The answer must be a single number, namely how many lines in the entries below contain the string "SnapshotInfo".

===== Task material

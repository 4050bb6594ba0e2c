//! PostgreSQL connection pool construction.

use std::sync::Arc;
use std::time::Duration;

use deadpool_postgres::{Manager, ManagerConfig, Pool, RecyclingMethod};
use rustls::ClientConfig;
use tokio_postgres::Config as PgConfig;
use tokio_postgres_rustls::MakeRustlsConnect;
use tracing::{info, warn};

use crate::config::DatabaseConfig;
use crate::error::{HistoryError, Result};

/// Connection pool timeout.
const POOL_CONNECTION_TIMEOUT: Duration = Duration::from_secs(30);

/// Build the pooled connection manager from configuration.
pub(crate) async fn build_pool(config: &DatabaseConfig) -> Result<Pool> {
    let mut pg_config = PgConfig::new();
    pg_config.host(&config.host);
    pg_config.port(config.port);
    pg_config.dbname(&config.database);
    pg_config.user(&config.user);
    pg_config.password(&config.password);

    // Connection options for reliability
    pg_config.keepalives(true);
    pg_config.keepalives_idle(Duration::from_secs(30));
    pg_config.connect_timeout(POOL_CONNECTION_TIMEOUT);

    let mgr_config = ManagerConfig {
        recycling_method: RecyclingMethod::Fast,
    };

    let ssl_mode = config.ssl_mode.to_lowercase();
    let pool = match ssl_mode.as_str() {
        "disable" => {
            warn!("PostgreSQL TLS is disabled. Credentials will be transmitted in plaintext.");
            let mgr = Manager::from_config(pg_config, tokio_postgres::NoTls, mgr_config);
            Pool::builder(mgr)
                .max_size(config.pool_size)
                .build()
                .map_err(|e| HistoryError::pool(e, "creating store connection pool"))?
        }
        _ => {
            let tls_config = build_tls_config(&ssl_mode)?;
            let tls_connector = MakeRustlsConnect::new(tls_config);
            let mgr = Manager::from_config(pg_config, tls_connector, mgr_config);
            Pool::builder(mgr)
                .max_size(config.pool_size)
                .build()
                .map_err(|e| HistoryError::pool(e, "creating store connection pool"))?
        }
    };

    // Test connection
    let client = pool
        .get()
        .await
        .map_err(|e| HistoryError::pool(e, "testing store connection"))?;
    client.simple_query("SELECT 1").await?;

    info!(
        "Connected to snapshot store: {}:{}/{}",
        config.host, config.port, config.database
    );

    Ok(pool)
}

/// Build TLS configuration.
fn build_tls_config(ssl_mode: &str) -> Result<ClientConfig> {
    let mut root_store = rustls::RootCertStore::empty();
    root_store.extend(webpki_roots::TLS_SERVER_ROOTS.iter().cloned());

    let config = match ssl_mode {
        "require" => {
            warn!("ssl_mode=require: TLS enabled but server certificate is not verified.");
            ClientConfig::builder()
                .dangerous()
                .with_custom_certificate_verifier(Arc::new(NoVerifier))
                .with_no_client_auth()
        }
        "verify-ca" | "verify-full" => {
            info!("ssl_mode={}: certificate verification enabled", ssl_mode);
            ClientConfig::builder()
                .with_root_certificates(root_store)
                .with_no_client_auth()
        }
        other => {
            return Err(HistoryError::Config(format!(
                "Invalid ssl_mode '{}'. Valid options: disable, require, verify-ca, verify-full",
                other
            )));
        }
    };

    Ok(config)
}

/// Certificate verifier.
#[derive(Debug)]
struct NoVerifier;

impl rustls::client::danger::ServerCertVerifier for NoVerifier {
    fn verify_server_cert(
        &self,
        _end_entity: &rustls::pki_types::CertificateDer<'_>,
        _intermediates: &[rustls::pki_types::CertificateDer<'_>],
        _server_name: &rustls::pki_types::ServerName<'_>,
        _ocsp_response: &[u8],
        _now: rustls::pki_types::UnixTime,
    ) -> std::result::Result<rustls::client::danger::ServerCertVerified, rustls::Error> {
        Ok(rustls::client::danger::ServerCertVerified::assertion())
    }

    fn verify_tls12_signature(
        &self,
        _message: &[u8],
        _cert: &rustls::pki_types::CertificateDer<'_>,
        _dss: &rustls::DigitallySignedStruct,
    ) -> std::result::Result<rustls::client::danger::HandshakeSignatureValid, rustls::Error> {
        Ok(rustls::client::danger::HandshakeSignatureValid::assertion())
    }

    fn verify_tls13_signature(
        &self,
        _message: &[u8],
        _cert: &rustls::pki_types::CertificateDer<'_>,
        _dss: &rustls::DigitallySignedStruct,
    ) -> std::result::Result<rustls::client::danger::HandshakeSignatureValid, rustls::Error> {
        Ok(rustls::client::danger::HandshakeSignatureValid::assertion())
    }

    fn supported_verify_schemes(&self) -> Vec<rustls::SignatureScheme> {
        vec![
            rustls::SignatureScheme::RSA_PKCS1_SHA256,
            rustls::SignatureScheme::ECDSA_NISTP256_SHA256,
            rustls::SignatureScheme::RSA_PSS_SHA256,
            rustls::SignatureScheme::ED25519,
        ]
    }
}
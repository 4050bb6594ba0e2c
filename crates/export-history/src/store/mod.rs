//! The snapshot store facade.
//!
//! [`SnapshotStore`] owns the connection pool and the registered import
//! processors. `add_snapshot` is the hard path: schema currency check, one
//! session (one connection, one transaction), action policy, target and
//! snapshot inserts, every processor in fixed dependency order, then commit;
//! any failure rolls the whole transaction back and rethrows the original
//! error. Everything else is simple parameterized reads and deletes outside
//! that transaction.

pub mod actions;
pub mod pool;
pub mod queries;
pub mod schema;
pub mod session;

use chrono::{DateTime, Utc};
use deadpool_postgres::Pool;
use tokio_util::sync::CancellationToken;
use tracing::{info, warn};

use crate::config::StoreConfig;
use crate::error::{HistoryError, Result};
use crate::import::processors::{make_strategy, standard_processors};
use crate::import::ImportProcessor;
use crate::snapshot::{Snapshot, TargetKey};

pub use actions::SnapshotAction;
pub use queries::SnapshotInfo;
pub use session::{ImportSession, PgConnection};

/// Facade over the relational snapshot store.
pub struct SnapshotStore {
    pool: Pool,
    schema: String,
    processors: Vec<Box<dyn ImportProcessor>>,
}

impl SnapshotStore {
    /// Connect to the store and register the standard processor set.
    pub async fn connect(config: &StoreConfig) -> Result<Self> {
        config.validate()?;
        let pool = pool::build_pool(&config.database).await?;
        let strategy = make_strategy(config.import.write_strategy);
        Ok(Self {
            pool,
            schema: config.database.schema.clone(),
            processors: standard_processors(strategy),
        })
    }

    /// Replace the processor registry.
    ///
    /// Processors run in the order given; the order must respect record
    /// dependencies.
    pub fn with_processors(mut self, processors: Vec<Box<dyn ImportProcessor>>) -> Self {
        self.processors = processors;
        self
    }

    /// Store schema name.
    pub fn schema(&self) -> &str {
        &self.schema
    }

    /// Create or update the store schema to the version this build expects.
    pub async fn migrate(&self, cancel: &CancellationToken) -> Result<()> {
        if cancel.is_cancelled() {
            return Err(HistoryError::Cancelled);
        }
        let client = self.client().await?;
        schema::init_schema(&client, &self.schema).await
    }

    /// Import one snapshot atomically across all record tables.
    ///
    /// On success the snapshot carries its assigned identity and the new
    /// snapshot id is returned. On any failure the transaction is rolled
    /// back in full and the original error is rethrown.
    pub async fn add_snapshot(
        &self,
        snapshot: &mut Snapshot,
        action: SnapshotAction,
        cancel: &CancellationToken,
    ) -> Result<i64> {
        if cancel.is_cancelled() {
            return Err(HistoryError::Cancelled);
        }

        // Schema currency is checked before the import transaction opens.
        {
            let client = self.client().await?;
            schema::ensure_current(&client, &self.schema).await?;
        }

        let session = ImportSession::open_postgres(&self.pool, &self.schema).await?;
        match self.run_import(&session, snapshot, action, cancel).await {
            Ok(snapshot_id) => {
                session.commit().await?;
                info!(
                    "imported snapshot {} for {} ({:?})",
                    snapshot_id,
                    snapshot.target_key(),
                    action
                );
                Ok(snapshot_id)
            }
            Err(err) => {
                if let Err(rb) = session.rollback().await {
                    warn!("rollback failed after import error: {}", rb);
                }
                Err(err)
            }
        }
    }

    /// The transactional body of `add_snapshot`.
    async fn run_import(
        &self,
        session: &ImportSession,
        snapshot: &mut Snapshot,
        action: SnapshotAction,
        cancel: &CancellationToken,
    ) -> Result<i64> {
        action.apply(session, snapshot.target_key()).await?;

        let client = session.postgres()?;
        let schema = session.schema();

        // Targets are created lazily on first snapshot.
        let row = client
            .query_one(
                &format!(
                    "INSERT INTO {schema}.target (target_key) VALUES ($1)
                     ON CONFLICT (target_key) DO UPDATE SET target_key = EXCLUDED.target_key
                     RETURNING target_id"
                ),
                &[&snapshot.target_key().as_str()],
            )
            .await?;
        let target_id: i64 = row.get(0);

        let imported_at = Utc::now();
        let source_hash = snapshot.source_hash();
        let source_data = snapshot.source_data();
        let row = client
            .query_one(
                &format!(
                    "INSERT INTO {schema}.snapshot (
                        target_id, target_type, target_name, is_partial,
                        schema_revision, software_revision, exported_at,
                        imported_at, imported_by, imported_host,
                        source_hash, source_data
                     ) VALUES ($1, $2, $3, $4, $5, $6, $7, $8, $9, $10, $11, $12)
                     RETURNING snapshot_id"
                ),
                &[
                    &target_id,
                    &snapshot.target_type(),
                    &snapshot.target_name(),
                    &snapshot.is_partial(),
                    &snapshot.schema_revision(),
                    &snapshot.software_revision(),
                    &snapshot.exported_at(),
                    &imported_at,
                    &snapshot.imported_by(),
                    &snapshot.imported_host(),
                    &source_hash,
                    &source_data,
                ],
            )
            .await?;
        let snapshot_id: i64 = row.get(0);
        snapshot.assign_identity(snapshot_id, imported_at);

        for processor in &self.processors {
            if cancel.is_cancelled() {
                return Err(HistoryError::Cancelled);
            }
            processor.process(snapshot, session, cancel).await?;
        }

        Ok(snapshot_id)
    }

    // ===== Retrieval =====

    /// List snapshot metadata, optionally filtered to one target key,
    /// newest first.
    pub async fn list_snapshots(
        &self,
        filter: Option<&TargetKey>,
        cancel: &CancellationToken,
    ) -> Result<Vec<SnapshotInfo>> {
        if cancel.is_cancelled() {
            return Err(HistoryError::Cancelled);
        }
        let client = self.client().await?;
        let base = format!(
            "SELECT {} FROM {}.snapshot s JOIN {}.target t ON t.target_id = s.target_id",
            queries::INFO_COLUMNS,
            self.schema,
            self.schema
        );
        let order = " ORDER BY s.imported_at DESC, s.snapshot_id DESC";

        let rows = match filter {
            Some(key) => {
                client
                    .query(
                        &format!("{} WHERE t.target_key = $1{}", base, order),
                        &[&key.as_str()],
                    )
                    .await?
            }
            None => client.query(&format!("{}{}", base, order), &[]).await?,
        };
        Ok(rows.iter().map(queries::info_from_row).collect())
    }

    /// Fetch the most recently imported snapshot for a target key.
    pub async fn get_snapshot_latest(
        &self,
        key: &TargetKey,
        cancel: &CancellationToken,
    ) -> Result<Option<Snapshot>> {
        if cancel.is_cancelled() {
            return Err(HistoryError::Cancelled);
        }
        let client = self.client().await?;
        let row = client
            .query_opt(
                &format!(
                    "{} WHERE t.target_key = $1
                     ORDER BY s.imported_at DESC, s.snapshot_id DESC LIMIT 1",
                    self.select_snapshot()
                ),
                &[&key.as_str()],
            )
            .await?;
        row.map(|r| queries::snapshot_from_row(&r)).transpose()
    }

    /// Fetch one snapshot by id.
    pub async fn get_snapshot_by_id(
        &self,
        snapshot_id: i64,
        cancel: &CancellationToken,
    ) -> Result<Option<Snapshot>> {
        if cancel.is_cancelled() {
            return Err(HistoryError::Cancelled);
        }
        let client = self.client().await?;
        let row = client
            .query_opt(
                &format!("{} WHERE s.snapshot_id = $1", self.select_snapshot()),
                &[&snapshot_id],
            )
            .await?;
        row.map(|r| queries::snapshot_from_row(&r)).transpose()
    }

    // ===== Deletion =====

    /// Delete one snapshot by id. Returns whether a row was removed.
    pub async fn delete_snapshot_by_id(
        &self,
        snapshot_id: i64,
        cancel: &CancellationToken,
    ) -> Result<bool> {
        if cancel.is_cancelled() {
            return Err(HistoryError::Cancelled);
        }
        let client = self.client().await?;
        let deleted = client
            .execute(
                &format!("DELETE FROM {}.snapshot WHERE snapshot_id = $1", self.schema),
                &[&snapshot_id],
            )
            .await?;
        Ok(deleted > 0)
    }

    /// Delete the most recently imported snapshot for a target key.
    pub async fn delete_snapshot_latest(
        &self,
        key: &TargetKey,
        cancel: &CancellationToken,
    ) -> Result<bool> {
        if cancel.is_cancelled() {
            return Err(HistoryError::Cancelled);
        }
        let client = self.client().await?;
        let deleted = client
            .execute(
                &format!(
                    "DELETE FROM {schema}.snapshot WHERE snapshot_id = (
                        SELECT s.snapshot_id
                        FROM {schema}.snapshot s
                        JOIN {schema}.target t ON t.target_id = s.target_id
                        WHERE t.target_key = $1
                        ORDER BY s.imported_at DESC, s.snapshot_id DESC
                        LIMIT 1
                    )",
                    schema = self.schema
                ),
                &[&key.as_str()],
            )
            .await?;
        Ok(deleted > 0)
    }

    /// Purge every snapshot for a target key, removing the target itself.
    ///
    /// Returns the number of snapshots removed.
    pub async fn delete_snapshots_for_target(
        &self,
        key: &TargetKey,
        cancel: &CancellationToken,
    ) -> Result<u64> {
        if cancel.is_cancelled() {
            return Err(HistoryError::Cancelled);
        }
        let client = self.client().await?;
        let count: i64 = client
            .query_one(
                &format!(
                    "SELECT COUNT(*) FROM {schema}.snapshot s
                     JOIN {schema}.target t ON t.target_id = s.target_id
                     WHERE t.target_key = $1",
                    schema = self.schema
                ),
                &[&key.as_str()],
            )
            .await?
            .get(0);
        client
            .execute(
                &format!("DELETE FROM {}.target WHERE target_key = $1", self.schema),
                &[&key.as_str()],
            )
            .await?;
        Ok(count as u64)
    }

    /// Delete a target's snapshots imported strictly before `cutoff`.
    pub async fn delete_snapshots_before(
        &self,
        key: &TargetKey,
        cutoff: DateTime<Utc>,
        cancel: &CancellationToken,
    ) -> Result<u64> {
        if cancel.is_cancelled() {
            return Err(HistoryError::Cancelled);
        }
        let client = self.client().await?;
        let deleted = client
            .execute(
                &format!(
                    "DELETE FROM {schema}.snapshot s
                     USING {schema}.target t
                     WHERE t.target_id = s.target_id
                       AND t.target_key = $1
                       AND s.imported_at < $2",
                    schema = self.schema
                ),
                &[&key.as_str(), &cutoff],
            )
            .await?;
        Ok(deleted)
    }

    /// Delete every stored row, keeping the schema.
    pub async fn purge(&self, cancel: &CancellationToken) -> Result<()> {
        if cancel.is_cancelled() {
            return Err(HistoryError::Cancelled);
        }
        let client = self.client().await?;
        schema::purge(&client, &self.schema).await
    }

    /// Drop the store schema entirely.
    pub async fn drop_storage(&self, cancel: &CancellationToken) -> Result<()> {
        if cancel.is_cancelled() {
            return Err(HistoryError::Cancelled);
        }
        let client = self.client().await?;
        schema::drop_storage(&client, &self.schema).await
    }

    fn select_snapshot(&self) -> String {
        format!(
            "SELECT s.snapshot_id, t.target_key, s.target_type, s.target_name, s.is_partial,
                    s.schema_revision, s.software_revision, s.exported_at, s.imported_at,
                    s.imported_by, s.imported_host, s.source_hash, s.source_data
             FROM {schema}.snapshot s
             JOIN {schema}.target t ON t.target_id = s.target_id",
            schema = self.schema
        )
    }

    async fn client(&self) -> Result<deadpool_postgres::Object> {
        self.pool
            .get()
            .await
            .map_err(|e| HistoryError::pool(e, "getting store connection"))
    }
}
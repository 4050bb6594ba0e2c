//! Typed component records extracted from a parsed project export.
//!
//! One struct per mapped entity kind. The parsing collaborator produces
//! these; the import layer only reads them.

use serde::{Deserialize, Serialize};

/// The controller itself: one per export.
#[derive(Debug, Clone, PartialEq, Serialize, Deserialize)]
pub struct ControllerRecord {
    pub name: String,
    pub processor_type: String,
    pub firmware_major: i32,
    pub firmware_minor: i32,
    pub comment: Option<String>,
}

/// An I/O or communication module in the chassis.
#[derive(Debug, Clone, PartialEq, Serialize, Deserialize)]
pub struct ModuleRecord {
    pub name: String,
    pub catalog_number: String,
    pub vendor_id: i32,
    pub product_code: i32,
    /// Chassis slot; absent for network-attached modules.
    pub slot: Option<u8>,
    pub comment: Option<String>,
}

/// A user-defined data type.
#[derive(Debug, Clone, PartialEq, Serialize, Deserialize)]
pub struct DataTypeRecord {
    pub name: String,
    pub family: String,
    pub size_bytes: i32,
    pub comment: Option<String>,
}

/// A program container.
#[derive(Debug, Clone, PartialEq, Serialize, Deserialize)]
pub struct ProgramRecord {
    pub name: String,
    pub main_routine: Option<String>,
    pub disabled: bool,
    pub comment: Option<String>,
}

/// A routine within a program.
#[derive(Debug, Clone, PartialEq, Serialize, Deserialize)]
pub struct RoutineRecord {
    pub program_name: String,
    pub name: String,
    pub routine_type: String,
    pub comment: Option<String>,
}

/// A tag, either controller-scoped or program-scoped.
#[derive(Debug, Clone, PartialEq, Serialize, Deserialize)]
pub struct TagRecord {
    /// `"controller"` or the owning program's name.
    pub scope: String,
    pub name: String,
    pub data_type: String,
    pub dimensions: Option<String>,
    pub radix: Option<String>,
    pub constant: bool,
    pub comment: Option<String>,
}

/// One rung of ladder logic.
#[derive(Debug, Clone, PartialEq, Serialize, Deserialize)]
pub struct RungRecord {
    pub program_name: String,
    pub routine_name: String,
    pub number: i32,
    pub rung_type: String,
    pub text: String,
    pub comment: Option<String>,
}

==========

Written solution |
2